§ **DIRECTIONS FOR THIS TASK**:
Only one portion of the data is to be written out: from the line bearing "static LOOKBACK: LazyLock<Regex>" through the line bearing "static DECREASE: LazyLock<Regex>". Write it exactly as it appears.

---------- DATASET

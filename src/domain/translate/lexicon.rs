//! Clause lexicon shared by the translators.
//!
//! Maps one atomic English condition ("the close is above the 20-day moving
//! average") onto a DSL comparison. Input is expected to be normalized with
//! [`normalize`] first. Recognizers are tried in order and the first match
//! wins, so the more specific phrasings come first.

use std::sync::LazyLock;

use regex::{Captures, Regex};
use tracing::trace;

use super::{Clause, ClauseOp, Connective};
use crate::domain::indicator::rsi::DEFAULT_WINDOW as RSI_WINDOW;

/// Bars standing in for "last week" and "last month".
const WEEK_BARS: usize = 5;
const MONTH_BARS: usize = 21;

static WHITESPACE: LazyLock<Regex> = LazyLock::new(|| Regex::new(r"\s+").unwrap());

static CONNECTIVE: LazyLock<Regex> = LazyLock::new(|| Regex::new(r"\s+(and|or)\s+").unwrap());

static TRAILING: LazyLock<Regex> =
    LazyLock::new(|| Regex::new(r"(?:[\s,;.!?]+(?:and|or|then))?[\s,;.!?]*$").unwrap());

static CROSS_UP: LazyLock<Regex> = LazyLock::new(|| {
    Regex::new(r"\b(?:cross(?:es|ed|ing)?|breaks?|broke)\s+(?:out\s+)?(?:above|over)\b|\bcrossover\b")
        .unwrap()
});

static CROSS_DOWN: LazyLock<Regex> = LazyLock::new(|| {
    Regex::new(r"\b(?:cross(?:es|ed|ing)?|breaks?|broke)\s+(?:down\s+)?(?:below|under)\b|\bcrossunder\b")
        .unwrap()
});

static ABOVE: LazyLock<Regex> = LazyLock::new(|| {
    Regex::new(r"\b(?:above|over|greater than|higher than|more than|exceeds?)\b").unwrap()
});

static BELOW: LazyLock<Regex> =
    LazyLock::new(|| Regex::new(r"\b(?:below|under|less than|lower than)\b").unwrap());

static THRESHOLD: LazyLock<Regex> = LazyLock::new(|| {
    Regex::new(
        r"\b(?:above|over|greater than|higher than|more than|exceeds?|below|under|less than|lower than)\s+(?:the\s+)?\$?((?:\d{1,3}(?:,\d{3})+|\d+)(?:\.\d+)?)\s*(k|m|million|thousand)?\b",
    )
    .unwrap()
});

static SUBJECT: LazyLock<Regex> =
    LazyLock::new(|| Regex::new(r"\b(volume|close|closing price|closes|price)\b").unwrap());

static MOVING_AVERAGE: LazyLock<Regex> = LazyLock::new(|| {
    Regex::new(
        r"\b(\d+)[\s-]*(?:day|period|bar)?[\s-]*(exponential moving average|simple moving average|moving average|sma|ema|average)\b",
    )
    .unwrap()
});

static RSI: LazyLock<Regex> = LazyLock::new(|| {
    Regex::new(r"(?:\b(\d+)[\s-]*(?:day|period)?[\s-]*)?\brsi\b(?:\s*\(\s*(\d+)\s*\))?").unwrap()
});

static HISTOGRAM: LazyLock<Regex> = LazyLock::new(|| Regex::new(r"\bhist(?:ogram)?\b").unwrap());

static BOLLINGER: LazyLock<Regex> =
    LazyLock::new(|| Regex::new(r"\b(?:bollinger|bands?)\b").unwrap());

static BAND_SIDE: LazyLock<Regex> = LazyLock::new(|| Regex::new(r"\b(upper|lower)\b").unwrap());

static BAND_PARAMS: LazyLock<Regex> = LazyLock::new(|| {
    Regex::new(r"\(\s*(\d+)\s*(?:,\s*(\d+(?:\.\d+)?)\s*)?\)").unwrap()
});

static PRIOR_BAR: LazyLock<Regex> = LazyLock::new(|| {
    Regex::new(
        r"\b(?:yesterday(?:'s)?|(?:the\s+)?(?:previous|prior|last)\s+(?:day|bar|session)(?:'s)?)\s+(high|low|close|open)\b",
    )
    .unwrap()
});

static PERCENT: LazyLock<Regex> =
    LazyLock::new(|| Regex::new(r"(\d+(?:\.\d+)?)\s*(?:percent|%)").unwrap());

static LOOKBACK: LazyLock<Regex> =
    LazyLock::new(|| Regex::new(r"\b(?:last|previous|prior|the past)\s+(week|month)\b").unwrap());

static DECREASE: LazyLock<Regex> =
    LazyLock::new(|| Regex::new(r"\b(?:decreas|drop|fall|fell|declin)").unwrap());

/// Which side of the strategy a piece of text describes.
#[derive(Debug, Clone, Copy, PartialEq, Eq)]
pub enum Side {
    Entry,
    Exit,
}

impl Side {
    /// Side named by a leading verb such as "buy" or "sell".
    pub fn from_verb(verb: &str) -> Side {
        match verb {
            "sell" | "exit" | "close the position" | "go flat" => Side::Exit,
            _ => Side::Entry,
        }
    }
}

/// Lower-case, straighten apostrophes and collapse whitespace.
pub fn normalize(text: &str) -> String {
    let lowered = text.trim().to_lowercase().replace(['\u{2019}', '\u{2018}'], "'");
    WHITESPACE.replace_all(&lowered, " ").into_owned()
}

/// Split a condition list on "and"/"or" and recognize each part. Parts the
/// lexicon does not know are skipped; the connective before them carries
/// over to the next recognized clause.
pub fn conditions(text: &str) -> Vec<Clause> {
    let text = TRAILING.replace(text.trim(), "");
    let mut clauses = Vec::new();
    let mut connective = Connective::And;
    let mut start = 0;

    for caps in CONNECTIVE.captures_iter(&text) {
        let (Some(whole), Some(word)) = (caps.get(0), caps.get(1)) else {
            continue;
        };
        push_clause(&text[start..whole.start()], connective, &mut clauses);
        connective = if word.as_str() == "or" {
            Connective::Or
        } else {
            Connective::And
        };
        start = whole.end();
    }
    push_clause(&text[start..], connective, &mut clauses);
    clauses
}

fn push_clause(part: &str, connective: Connective, clauses: &mut Vec<Clause>) {
    match recognize(part) {
        Some(mut clause) => {
            clause.connective = connective;
            trace!(part, clause = %clause, "recognized clause");
            clauses.push(clause);
        }
        None => trace!(part, "no clause recognized"),
    }
}

type Comparison = (String, ClauseOp, String);

const RECOGNIZERS: &[fn(&str) -> Option<Comparison>] = &[
    moving_average_cross,
    macd,
    bollinger,
    prior_bar,
    volume_versus_average,
    rsi,
    price_versus_moving_average,
    volume_threshold,
    price_threshold,
];

/// Recognize a single atomic condition.
pub fn recognize(text: &str) -> Option<Clause> {
    let text = text.trim();
    if text.is_empty() {
        return None;
    }
    RECOGNIZERS
        .iter()
        .find_map(|recognizer| recognizer(text))
        .map(|(left, operator, right)| Clause {
            left,
            operator,
            right,
            connective: Connective::And,
        })
}

/// Crossing verbs win over plain comparisons; otherwise the earlier of
/// "above"/"below" phrasing decides.
fn operator(text: &str) -> Option<ClauseOp> {
    if CROSS_UP.is_match(text) {
        return Some(ClauseOp::CrossOver);
    }
    if CROSS_DOWN.is_match(text) {
        return Some(ClauseOp::CrossUnder);
    }
    let above = ABOVE.find(text).map(|m| m.start());
    let below = BELOW.find(text).map(|m| m.start());
    match (above, below) {
        (Some(a), Some(b)) if b < a => Some(ClauseOp::Lt),
        (Some(_), _) => Some(ClauseOp::Gt),
        (None, Some(_)) => Some(ClauseOp::Lt),
        (None, None) => None,
    }
}

fn is_upward(op: ClauseOp) -> bool {
    matches!(op, ClauseOp::Gt | ClauseOp::CrossOver)
}

/// Number following a comparison phrase, with k/m/thousand/million applied.
fn threshold(text: &str) -> Option<f64> {
    let caps = THRESHOLD.captures(text)?;
    let value: f64 = caps.get(1)?.as_str().replace(',', "").parse().ok()?;
    let multiplier = match caps.get(2).map(|m| m.as_str()) {
        Some("k" | "thousand") => 1e3,
        Some("m" | "million") => 1e6,
        _ => 1.0,
    };
    Some(tidy(value * multiplier))
}

/// Drop float noise such as 1100000.0000000002.
fn tidy(value: f64) -> f64 {
    (value * 1e6).round() / 1e6
}

fn number(value: f64) -> String {
    format!("{value}")
}

/// Series the condition talks about, if it names one.
fn subject(text: &str) -> Option<&'static str> {
    let caps = SUBJECT.captures(text)?;
    match caps.get(1)?.as_str() {
        "volume" => Some("volume"),
        _ => Some("close"),
    }
}

fn moving_average(caps: &Captures<'_>, source: &str) -> Option<String> {
    let window: usize = caps.get(1)?.as_str().parse().ok()?;
    let kind = caps.get(2)?.as_str();
    let function = if kind == "ema" || kind.starts_with("exponential") {
        "EMA"
    } else {
        "SMA"
    };
    Some(format!("{function}({source}, {window})"))
}

fn moving_average_cross(text: &str) -> Option<Comparison> {
    let mut averages = MOVING_AVERAGE.captures_iter(text);
    let fast = averages.next()?;
    let slow = averages.next()?;
    Some((
        moving_average(&fast, "close")?,
        operator(text)?,
        moving_average(&slow, "close")?,
    ))
}

fn macd(text: &str) -> Option<Comparison> {
    if !text.contains("macd") {
        return None;
    }
    let op = operator(text)?;
    let level = || threshold(text).map_or_else(|| "0".to_string(), number);
    if HISTOGRAM.is_match(text) {
        return Some(("MACD_HIST(close)".to_string(), op, level()));
    }
    let right = if text.contains("signal") {
        "MACD_SIGNAL(close)".to_string()
    } else {
        level()
    };
    Some(("MACD(close)".to_string(), op, right))
}

fn bollinger(text: &str) -> Option<Comparison> {
    if !BOLLINGER.is_match(text) {
        return None;
    }
    let op = operator(text)?;
    let upper = match BAND_SIDE.captures(text).and_then(|c| c.get(1)) {
        Some(side) => side.as_str() == "upper",
        None => is_upward(op),
    };
    let function = if upper { "BBUPPER" } else { "BBLOWER" };
    let args = match BAND_PARAMS.captures(text) {
        Some(caps) => match (caps.get(1), caps.get(2)) {
            (Some(period), Some(mult)) => format!("close, {}, {}", period.as_str(), mult.as_str()),
            (Some(period), None) => format!("close, {}", period.as_str()),
            _ => "close".to_string(),
        },
        None => "close".to_string(),
    };
    Some(("close".to_string(), op, format!("{function}({args})")))
}

/// "crosses above yesterday's high" and the like.
fn prior_bar(text: &str) -> Option<Comparison> {
    let series = PRIOR_BAR.captures(text)?.get(1)?.as_str();
    let source = subject(text).unwrap_or("close");
    Some((source.to_string(), operator(text)?, format!("SHIFT({series}, 1)")))
}

/// "volume increases by more than 25 percent compared to last week".
fn volume_versus_average(text: &str) -> Option<Comparison> {
    if !text.contains("volume") {
        return None;
    }
    let pct: f64 = PERCENT.captures(text)?.get(1)?.as_str().parse().ok()?;
    let window = match LOOKBACK.captures(text)?.get(1)?.as_str() {
        "week" => WEEK_BARS,
        _ => MONTH_BARS,
    };
    let (op, factor) = if DECREASE.is_match(text) {
        (ClauseOp::Lt, 1.0 - pct / 100.0)
    } else {
        (ClauseOp::Gt, 1.0 + pct / 100.0)
    };
    Some((
        "volume".to_string(),
        op,
        format!("SMA(volume, {window}) * {}", number(tidy(factor))),
    ))
}

fn rsi(text: &str) -> Option<Comparison> {
    let caps = RSI.captures(text)?;
    let window = match caps.get(2).or_else(|| caps.get(1)) {
        Some(m) => m.as_str().parse().ok()?,
        None => RSI_WINDOW,
    };
    Some((
        format!("RSI(close, {window})"),
        operator(text)?,
        number(threshold(text)?),
    ))
}

fn price_versus_moving_average(text: &str) -> Option<Comparison> {
    let caps = MOVING_AVERAGE.captures(text)?;
    let source = subject(text).unwrap_or("close");
    Some((
        source.to_string(),
        operator(text)?,
        moving_average(&caps, source)?,
    ))
}

fn volume_threshold(text: &str) -> Option<Comparison> {
    if subject(text)? != "volume" {
        return None;
    }
    Some(("volume".to_string(), operator(text)?, number(threshold(text)?)))
}

fn price_threshold(text: &str) -> Option<Comparison> {
    if subject(text)? != "close" {
        return None;
    }
    Some(("close".to_string(), operator(text)?, number(threshold(text)?)))
}

#[cfg(test)]
mod tests {
    use super::*;

    fn dsl(text: &str) -> Option<String> {
        recognize(&normalize(text)).map(|c| c.to_string())
    }

    #[test]
    fn moving_averages() {
        assert_eq!(
            dsl("the close price is above the 20-day moving average").as_deref(),
            Some("close > SMA(close, 20)")
        );
        assert_eq!(
            dsl("price is below the 50 day EMA").as_deref(),
            Some("close < EMA(close, 50)")
        );
        assert_eq!(
            dsl("volume is above its 10-day average").as_deref(),
            Some("volume > SMA(volume, 10)")
        );
        assert_eq!(
            dsl("the 50-day SMA crosses above the 200-day SMA").as_deref(),
            Some("SMA(close, 50) CROSSOVER SMA(close, 200)")
        );
    }

    #[test]
    fn thresholds_with_suffixes() {
        assert_eq!(dsl("volume is above 1 million").as_deref(), Some("volume > 1000000"));
        assert_eq!(dsl("volume is above 1k").as_deref(), Some("volume > 1000"));
        assert_eq!(dsl("volume is below 1.1m").as_deref(), Some("volume < 1100000"));
        assert_eq!(dsl("close is above 1,250.5").as_deref(), Some("close > 1250.5"));
    }

    #[test]
    fn rsi_window_and_level() {
        assert_eq!(dsl("RSI(14) is below 30").as_deref(), Some("RSI(close, 14) < 30"));
        assert_eq!(dsl("RSI is above 70").as_deref(), Some("RSI(close, 14) > 70"));
        assert_eq!(dsl("the 7-day RSI exceeds 80").as_deref(), Some("RSI(close, 7) > 80"));
    }

    #[test]
    fn crosses_of_the_prior_bar() {
        assert_eq!(
            dsl("the price crosses above yesterday's high").as_deref(),
            Some("close CROSSOVER SHIFT(high, 1)")
        );
        assert_eq!(
            dsl("breaks below yesterday\u{2019}s low").as_deref(),
            Some("close CROSSUNDER SHIFT(low, 1)")
        );
    }

    #[test]
    fn macd_and_bands() {
        assert_eq!(
            dsl("MACD is above the signal").as_deref(),
            Some("MACD(close) > MACD_SIGNAL(close)")
        );
        assert_eq!(
            dsl("MACD histogram is below 0").as_deref(),
            Some("MACD_HIST(close) < 0")
        );
        assert_eq!(
            dsl("price is above upper Bollinger Band (20, 2)").as_deref(),
            Some("close > BBUPPER(close, 20, 2)")
        );
        assert_eq!(
            dsl("price is below lower Bollinger Band").as_deref(),
            Some("close < BBLOWER(close)")
        );
    }

    #[test]
    fn volume_against_last_week() {
        assert_eq!(
            dsl("volume increases by more than 25 percent compared to last week").as_deref(),
            Some("volume > SMA(volume, 5) * 1.25")
        );
        assert_eq!(
            dsl("volume drops 20% below last month").as_deref(),
            Some("volume < SMA(volume, 21) * 0.8")
        );
    }

    #[test]
    fn unknown_phrases_are_skipped() {
        assert_eq!(dsl("the moon is full"), None);
        assert_eq!(dsl(""), None);
    }

    #[test]
    fn conditions_track_connectives() {
        let clauses = conditions("close is above 10 or volume is above 1k and rsi(14) is below 30.");
        let connectives: Vec<Connective> = clauses.iter().map(|c| c.connective).collect();
        assert_eq!(
            connectives,
            vec![Connective::And, Connective::Or, Connective::And]
        );
    }

    #[test]
    fn trailing_connective_is_dropped() {
        let clauses = conditions("price is above upper bollinger band (20, 2) and ");
        assert_eq!(clauses.len(), 1);
        assert_eq!(clauses[0].right, "BBUPPER(close, 20, 2)");
    }
}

--------------------

§ **EXERCISE RESPONSE**:
static LOOKBACK: LazyLock<Regex> =
    LazyLock::new(|| Regex::new(r"\b(?:last|previous|prior|the past)\s+(week|month)\b").unwrap());

static DECREASE: LazyLock<Regex> =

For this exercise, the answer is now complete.